Solamente se deberán procurar extraer aquellas “motas” o “cuerpos extraños” que se encuentren en el párpado, o entre el ojo y el párpado, pero nunca las que estén incrustadas en el ojo.

En los casos simples, hay que lavarse las manos primeramente, después se procurará mantener los párpados abiertos sujetos por las pestañas y con una gasa limpia y humedecida, muy suavemente intentar arrastrar la mota.

Si en el primer intento no se consigue, es preferible no volver a tocarlo, lavar el ojo con agua limpia, tapar con un apósito limpio y trasladar a un Centro Sanitario.

5.6. Respiración Artificial

Las Técnicas de Ventilación Artificial son las siguientes:

BOCA A BOCA.
BOCA A NARIZ.
BOCA A BOCA – NARIZ (en el caso de niños).
BOCA A ESTOMA (en el caso de personas traqueotomizadas se realiza a través del orifico del cuello).

La ventilación boca a boca es una técnica rápida, sencilla y efectiva:

• El paciente estará en la posición RCP : boca arriba, cabeza y hombros al mismo nivel que el cuerpo, con los brazos estirados a lo largo del cuerpo y sobre una superficie lisa dura y firme.

• El socorrista estará arrodillado a la altura de los hombros del paciente.

• Se mantendrá abierta la vía aérea, hiperextendiendo la cabeza con una mano bajo el mentón y con la otra mano en la frente del paciente.

• Se revisará la boca en busca de cuerpos extraños o vómito y en caso de que existan se eliminarán con el dedo en forma de gancho.

• Se le obstruye la nariz con los dedos índice y pulgar de una mano.

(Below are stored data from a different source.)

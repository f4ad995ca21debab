// fasta.rs - Aligned FASTA loader

use std::fs::File;
use std::io::BufReader;
use std::path::Path;
use bio::io::fasta;
use crate::data::alignment::{Alignment, SeqRecord};

/// Parse aligned FASTA from any reader
pub fn parse_fasta<R: std::io::Read>(input: R) -> Result<Vec<SeqRecord>, String> {
    let reader = fasta::Reader::new(input);
    let mut records = Vec::new();

    for record_result in reader.records() {
        let record = record_result.map_err(|e| format!("Invalid FASTA record: {}", e))?;
        records.push(SeqRecord::new(record.id(), record.seq()));
    }

    if records.is_empty() {
        return Err("FASTA input contains no sequences".to_string());
    }
    Ok(records)
}

/// Load an aligned FASTA file into an `Alignment`
pub fn load_fasta(path: &Path) -> Result<Alignment, String> {
    let file = File::open(path)
        .map_err(|e| format!("Failed to open FASTA file '{}': {}", path.display(), e))?;
    let records = parse_fasta(BufReader::new(file))
        .map_err(|e| format!("{} (in '{}')", e, path.display()))?;
    Alignment::new(records)
}

#[cfg(test)]
mod tests {
    use super::*;

    #[test]
    fn test_parse_fasta_records() {
        let input = b">seq1 some description\nACGT\n>seq2\nAC-T\n" as &[u8];
        let records = parse_fasta(input).unwrap();
        assert_eq!(records.len(), 2);
        assert_eq!(records[0].id, "seq1");
        assert_eq!(records[0].seq, b"ACGT");
        assert_eq!(records[1].seq, b"AC-T");
    }

    #[test]
    fn test_parse_fasta_multiline_sequence() {
        let input = b">seq1\nAC\nGT\n>seq2\nACGT\n" as &[u8];
        let records = parse_fasta(input).unwrap();
        assert_eq!(records[0].seq, b"ACGT");
        let aln = Alignment::new(records).unwrap();
        assert_eq!(aln.length(), 4);
    }

    #[test]
    fn test_parse_fasta_empty_errors() {
        let input = b"" as &[u8];
        assert!(parse_fasta(input).is_err());
    }
}
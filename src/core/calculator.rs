// calculator.rs - Pairwise distance calculation over a multiple alignment

use rayon::prelude::*;
use indicatif::{ProgressBar, ProgressStyle};
use crate::core::matrix::DistanceMatrix;
use crate::data::Alignment;

/// Characters ignored during scoring (gap and stop)
const SKIP_CHARS: &[u8] = b"-*";

/// DNA alphabet used by the scoring matrices
const DNA_ALPHABET: &[u8; 4] = b"ATCG";

/// BLASTN scores: match 5, mismatch -4
const BLASTN: [[i32; 4]; 4] = [
    [5, -4, -4, -4],
    [-4, 5, -4, -4],
    [-4, -4, 5, -4],
    [-4, -4, -4, 5],
];

/// Transition/transversion scores: match 6, transition -1, transversion -5
const TRANS: [[i32; 4]; 4] = [
    [6, -5, -5, -1],
    [-5, 6, -1, -5],
    [-5, -1, 6, -5],
    [-1, -5, -5, 6],
];

/// Scoring model backing a distance calculation. `identity` scores plain
/// character equality; the DNA models score via a substitution matrix.
#[derive(Debug, Clone)]
pub struct ScoringModel {
    pub name: &'static str,
    pub description: &'static str,
    scores: Option<&'static [[i32; 4]; 4]>,
}

impl ScoringModel {
    /// The plain identity model (always available)
    pub fn identity() -> Self {
        Self {
            name: "identity",
            description: "Fraction of mismatching columns",
            scores: None,
        }
    }

    pub fn by_name(name: &str) -> Result<Self, String> {
        match name.to_lowercase().as_str() {
            "identity" => Ok(Self::identity()),
            "blastn" => Ok(Self {
                name: "blastn",
                description: "BLASTN substitution scores (match 5, mismatch -4)",
                scores: Some(&BLASTN),
            }),
            "trans" => Ok(Self {
                name: "trans",
                description: "Transition/transversion scores (match 6, transition -1, transversion -5)",
                scores: Some(&TRANS),
            }),
            _ => Err(format!(
                "Unknown scoring model '{}'. Available: {}",
                name,
                Self::available()
                    .iter()
                    .map(|(n, _)| *n)
                    .collect::<Vec<_>>()
                    .join(", ")
            )),
        }
    }

    /// List all available models
    pub fn available() -> Vec<(&'static str, &'static str)> {
        vec![
            ("identity", "Fraction of mismatching columns"),
            ("blastn", "BLASTN substitution scores (match 5, mismatch -4)"),
            (
                "trans",
                "Transition/transversion scores (match 6, transition -1, transversion -5)",
            ),
        ]
    }

    /// Scaled distance between two equal-length sequences:
    /// `1 - score / max_score`. Gap and stop characters are skipped; for
    /// matrix models characters outside the alphabet are skipped too.
    pub fn pairwise_distance(&self, seq1: &[u8], seq2: &[u8]) -> f64 {
        match self.scores {
            None => {
                let score = seq1
                    .iter()
                    .zip(seq2.iter())
                    .filter(|(&a, &b)| !SKIP_CHARS.contains(&a) && !SKIP_CHARS.contains(&b))
                    .filter(|(&a, &b)| a == b)
                    .count();
                // identity scales by the full alignment length, so gap
                // columns count against similarity
                let max_score = seq1.len();
                if max_score == 0 {
                    return 1.0;
                }
                1.0 - score as f64 / max_score as f64
            }
            Some(matrix) => {
                let mut score = 0i64;
                let mut max_score1 = 0i64;
                let mut max_score2 = 0i64;
                for (&a, &b) in seq1.iter().zip(seq2.iter()) {
                    let (i, j) = match (alphabet_index(a), alphabet_index(b)) {
                        (Some(i), Some(j)) => (i, j),
                        _ => continue,
                    };
                    score += matrix[i][j] as i64;
                    max_score1 += matrix[i][i] as i64;
                    max_score2 += matrix[j][j] as i64;
                }
                let max_score = max_score1.max(max_score2);
                if max_score <= 0 {
                    return 1.0;
                }
                1.0 - score as f64 / max_score as f64
            }
        }
    }
}

fn alphabet_index(c: u8) -> Option<usize> {
    DNA_ALPHABET
        .iter()
        .position(|&a| a == c.to_ascii_uppercase())
}

/// Computes a distance matrix from a multiple alignment using a scoring
/// model, in parallel over sequence pairs.
pub struct DistanceCalculator {
    model: ScoringModel,
    show_progress: bool,
}

impl DistanceCalculator {
    pub fn new(method: &str) -> Result<Self, String> {
        Ok(Self::with_model(ScoringModel::by_name(method)?))
    }

    pub fn with_model(model: ScoringModel) -> Self {
        Self {
            model,
            show_progress: true,
        }
    }

    /// Disable the progress bar (used by tests and library callers)
    pub fn quiet(mut self) -> Self {
        self.show_progress = false;
        self
    }

    /// Compute the full pairwise distance matrix for the alignment
    pub fn get_distance(&self, alignment: &Alignment) -> Result<DistanceMatrix, String> {
        let records = alignment.records();
        let names: Vec<String> = records.iter().map(|r| r.id.clone()).collect();
        let mut dm = DistanceMatrix::new(names)?;

        let pairs: Vec<(usize, usize)> = (1..records.len())
            .flat_map(|i| (0..i).map(move |j| (i, j)))
            .collect();

        let pb = if self.show_progress {
            let pb = ProgressBar::new(pairs.len() as u64);
            pb.set_style(
                ProgressStyle::default_bar()
                    .template(
                        "{spinner:.green} [{elapsed_precise}] [{bar:40.cyan/blue}] {pos}/{len} pairs",
                    )
                    .unwrap(),
            );
            Some(pb)
        } else {
            None
        };

        let distances: Vec<((usize, usize), f64)> = pairs
            .par_iter()
            .map(|&(i, j)| {
                let d = self
                    .model
                    .pairwise_distance(&records[i].seq, &records[j].seq);
                if let Some(pb) = &pb {
                    pb.inc(1);
                }
                ((i, j), d)
            })
            .collect();

        if let Some(pb) = &pb {
            pb.finish_and_clear();
        }

        for ((i, j), d) in distances {
            dm.set(i, j, d);
        }
        Ok(dm)
    }
}

#[cfg(test)]
mod tests {
    use super::*;
    use crate::data::SeqRecord;

    fn alignment(rows: &[(&str, &[u8])]) -> Alignment {
        Alignment::new(
            rows.iter()
                .map(|(id, seq)| SeqRecord::new(id, seq))
                .collect(),
        )
        .unwrap()
    }

    #[test]
    fn test_identity_distance() {
        let model = ScoringModel::by_name("identity").unwrap();
        assert_eq!(model.pairwise_distance(b"ACGT", b"ACGT"), 0.0);
        assert_eq!(model.pairwise_distance(b"ACGT", b"ACGA"), 0.25);
        // gap column counts against similarity under identity scaling
        assert_eq!(model.pairwise_distance(b"AC-T", b"ACGT"), 0.25);
    }

    #[test]
    fn test_blastn_distance() {
        let model = ScoringModel::by_name("blastn").unwrap();
        // scores: 5 + 5 + 5 - 4 = 11, max = 20
        let d = model.pairwise_distance(b"ACGT", b"ACGA");
        assert!((d - 0.45).abs() < 1e-9);
        assert_eq!(model.pairwise_distance(b"ACGT", b"ACGT"), 0.0);
    }

    #[test]
    fn test_trans_distance() {
        let model = ScoringModel::by_name("trans").unwrap();
        // A->G transition: -1 + 6 = 5, max = 12
        let d = model.pairwise_distance(b"AG", b"GG");
        assert!((d - (1.0 - 5.0 / 12.0)).abs() < 1e-9);
        // A->T transversion scores lower than a transition
        let dv = model.pairwise_distance(b"AG", b"TG");
        assert!(dv > d);
    }

    #[test]
    fn test_unknown_model() {
        assert!(ScoringModel::by_name("blosum62").is_err());
        assert!(DistanceCalculator::new("nope").is_err());
    }

    #[test]
    fn test_get_distance_matrix() {
        let aln = alignment(&[
            ("a", b"ACGT"),
            ("b", b"ACGA"),
            ("c", b"TTTT"),
        ]);
        let calc = DistanceCalculator::new("identity").unwrap().quiet();
        let dm = calc.get_distance(&aln).unwrap();
        assert_eq!(dm.len(), 3);
        assert_eq!(dm.get(0, 0), 0.0);
        assert_eq!(dm.get(0, 1), 0.25);
        assert_eq!(dm.get(1, 0), dm.get(0, 1));
        assert_eq!(dm.get(0, 2), 0.75);
    }

    #[test]
    fn test_all_gap_overlap() {
        let model = ScoringModel::by_name("blastn").unwrap();
        assert_eq!(model.pairwise_distance(b"--", b"AA"), 1.0);
    }
}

• Después abrir la boca del paciente, inspirar aire profundamente y, colocando los labios sobre los del accidentado procurando sellar totalmente su boca con la del socorrista, se realizan dos insuflaciones lentas y sucesivas, de 2 segundos cada una.

• Después se debe retirar la boca y despinzar la nariz, para facilitar la espiración pasiva.

• Comprobar que el pecho del lesionado sube y baja con cada insuflación, indicándonos así que el aire entra y sale de los pulmones.

• Después de realizar las dos insuflaciones iniciales debe comprobarse el funcionamiento cardíaco por medio del pulso carotídeo.

• Si no se puede adaptar adecuadamente la boca a la de la víctima, se usará alternativamente la nariz, insuflando el aire a través de ella.

Caso de existir pulso seguiremos efectuando la respiración artificial, pero en el momento en que desaparezca este pulso deberemos iniciar sin demora el MASAJE CARDÍACO EXTERNO, acompañado siempre de la respiración boca a boca.